# WORK ITEM
Show all lines of the listing that contain the word "join".

# INFORMATION GIVEN
▽
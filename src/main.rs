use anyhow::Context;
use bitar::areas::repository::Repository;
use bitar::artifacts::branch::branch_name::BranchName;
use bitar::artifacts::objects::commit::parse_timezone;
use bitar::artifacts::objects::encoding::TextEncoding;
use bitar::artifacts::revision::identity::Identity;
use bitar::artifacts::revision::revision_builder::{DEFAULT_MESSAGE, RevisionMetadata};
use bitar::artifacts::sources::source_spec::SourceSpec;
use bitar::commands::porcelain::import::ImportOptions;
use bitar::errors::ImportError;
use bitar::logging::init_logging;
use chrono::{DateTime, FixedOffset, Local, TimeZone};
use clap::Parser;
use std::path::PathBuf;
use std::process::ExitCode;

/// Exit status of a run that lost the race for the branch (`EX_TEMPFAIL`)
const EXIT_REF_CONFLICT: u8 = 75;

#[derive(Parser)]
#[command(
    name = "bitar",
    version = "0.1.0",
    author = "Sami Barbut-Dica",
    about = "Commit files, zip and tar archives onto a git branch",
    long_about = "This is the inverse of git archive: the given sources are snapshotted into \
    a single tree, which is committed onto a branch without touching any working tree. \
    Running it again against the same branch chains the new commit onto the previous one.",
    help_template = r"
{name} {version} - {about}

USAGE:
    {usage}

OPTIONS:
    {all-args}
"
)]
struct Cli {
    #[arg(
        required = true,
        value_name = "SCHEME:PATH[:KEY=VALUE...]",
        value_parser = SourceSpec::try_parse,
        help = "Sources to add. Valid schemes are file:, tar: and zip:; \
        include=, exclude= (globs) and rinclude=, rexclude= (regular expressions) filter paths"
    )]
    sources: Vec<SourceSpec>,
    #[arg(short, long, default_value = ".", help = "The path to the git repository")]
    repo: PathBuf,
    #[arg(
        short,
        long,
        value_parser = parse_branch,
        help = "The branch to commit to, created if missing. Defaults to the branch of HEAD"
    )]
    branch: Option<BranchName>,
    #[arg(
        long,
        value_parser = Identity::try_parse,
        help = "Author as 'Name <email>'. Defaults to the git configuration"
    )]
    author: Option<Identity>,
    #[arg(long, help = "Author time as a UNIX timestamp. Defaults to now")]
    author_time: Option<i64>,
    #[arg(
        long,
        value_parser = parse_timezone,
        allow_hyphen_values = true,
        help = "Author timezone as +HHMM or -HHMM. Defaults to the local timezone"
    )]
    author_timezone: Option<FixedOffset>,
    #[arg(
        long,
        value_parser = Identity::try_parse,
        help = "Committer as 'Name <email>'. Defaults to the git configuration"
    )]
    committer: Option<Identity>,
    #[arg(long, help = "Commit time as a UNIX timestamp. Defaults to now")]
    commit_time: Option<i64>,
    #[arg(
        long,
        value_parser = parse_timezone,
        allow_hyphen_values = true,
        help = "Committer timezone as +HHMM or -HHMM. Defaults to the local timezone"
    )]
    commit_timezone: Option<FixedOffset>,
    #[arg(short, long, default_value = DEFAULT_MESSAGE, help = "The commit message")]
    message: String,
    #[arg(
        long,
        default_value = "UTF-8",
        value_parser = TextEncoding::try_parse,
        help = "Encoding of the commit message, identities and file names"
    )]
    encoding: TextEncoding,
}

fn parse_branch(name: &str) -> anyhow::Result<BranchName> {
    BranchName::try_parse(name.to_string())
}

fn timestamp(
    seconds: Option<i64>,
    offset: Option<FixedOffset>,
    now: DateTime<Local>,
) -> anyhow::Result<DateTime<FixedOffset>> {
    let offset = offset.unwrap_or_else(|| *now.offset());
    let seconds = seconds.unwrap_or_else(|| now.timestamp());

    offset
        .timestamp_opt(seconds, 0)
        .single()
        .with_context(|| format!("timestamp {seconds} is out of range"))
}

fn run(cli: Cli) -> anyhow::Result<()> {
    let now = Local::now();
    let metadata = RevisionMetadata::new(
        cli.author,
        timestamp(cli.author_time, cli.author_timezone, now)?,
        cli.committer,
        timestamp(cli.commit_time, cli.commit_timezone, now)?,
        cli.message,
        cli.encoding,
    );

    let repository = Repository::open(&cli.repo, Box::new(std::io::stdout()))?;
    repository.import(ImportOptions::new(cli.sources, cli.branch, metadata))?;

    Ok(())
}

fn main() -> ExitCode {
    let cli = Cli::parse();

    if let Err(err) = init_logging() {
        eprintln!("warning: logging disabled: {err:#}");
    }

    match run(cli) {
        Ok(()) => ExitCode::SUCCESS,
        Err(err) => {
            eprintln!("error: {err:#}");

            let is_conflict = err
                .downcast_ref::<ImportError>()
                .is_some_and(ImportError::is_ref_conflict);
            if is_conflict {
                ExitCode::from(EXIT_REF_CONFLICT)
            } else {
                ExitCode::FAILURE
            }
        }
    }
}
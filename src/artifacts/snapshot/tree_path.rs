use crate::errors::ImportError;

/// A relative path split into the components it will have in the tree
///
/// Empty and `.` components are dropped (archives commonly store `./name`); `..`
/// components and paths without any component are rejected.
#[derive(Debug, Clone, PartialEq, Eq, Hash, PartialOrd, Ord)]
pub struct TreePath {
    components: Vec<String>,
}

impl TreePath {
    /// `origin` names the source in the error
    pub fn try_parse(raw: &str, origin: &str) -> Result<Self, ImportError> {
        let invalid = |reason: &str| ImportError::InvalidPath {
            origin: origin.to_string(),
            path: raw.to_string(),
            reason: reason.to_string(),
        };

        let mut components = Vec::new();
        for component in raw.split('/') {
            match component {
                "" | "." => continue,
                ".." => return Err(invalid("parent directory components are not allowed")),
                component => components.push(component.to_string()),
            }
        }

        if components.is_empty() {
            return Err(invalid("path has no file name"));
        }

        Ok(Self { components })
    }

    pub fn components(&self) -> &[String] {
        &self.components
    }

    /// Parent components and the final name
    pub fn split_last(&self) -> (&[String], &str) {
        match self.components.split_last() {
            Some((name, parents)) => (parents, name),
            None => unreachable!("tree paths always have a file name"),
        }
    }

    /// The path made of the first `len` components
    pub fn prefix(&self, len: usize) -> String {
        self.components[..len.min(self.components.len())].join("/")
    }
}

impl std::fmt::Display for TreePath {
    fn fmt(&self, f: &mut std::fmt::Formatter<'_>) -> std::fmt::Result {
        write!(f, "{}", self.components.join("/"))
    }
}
△
# RESULT OF THE EXERCISE
        self.components[..len.min(self.components.len())].join("/")
        write!(f, "{}", self.components.join("/"))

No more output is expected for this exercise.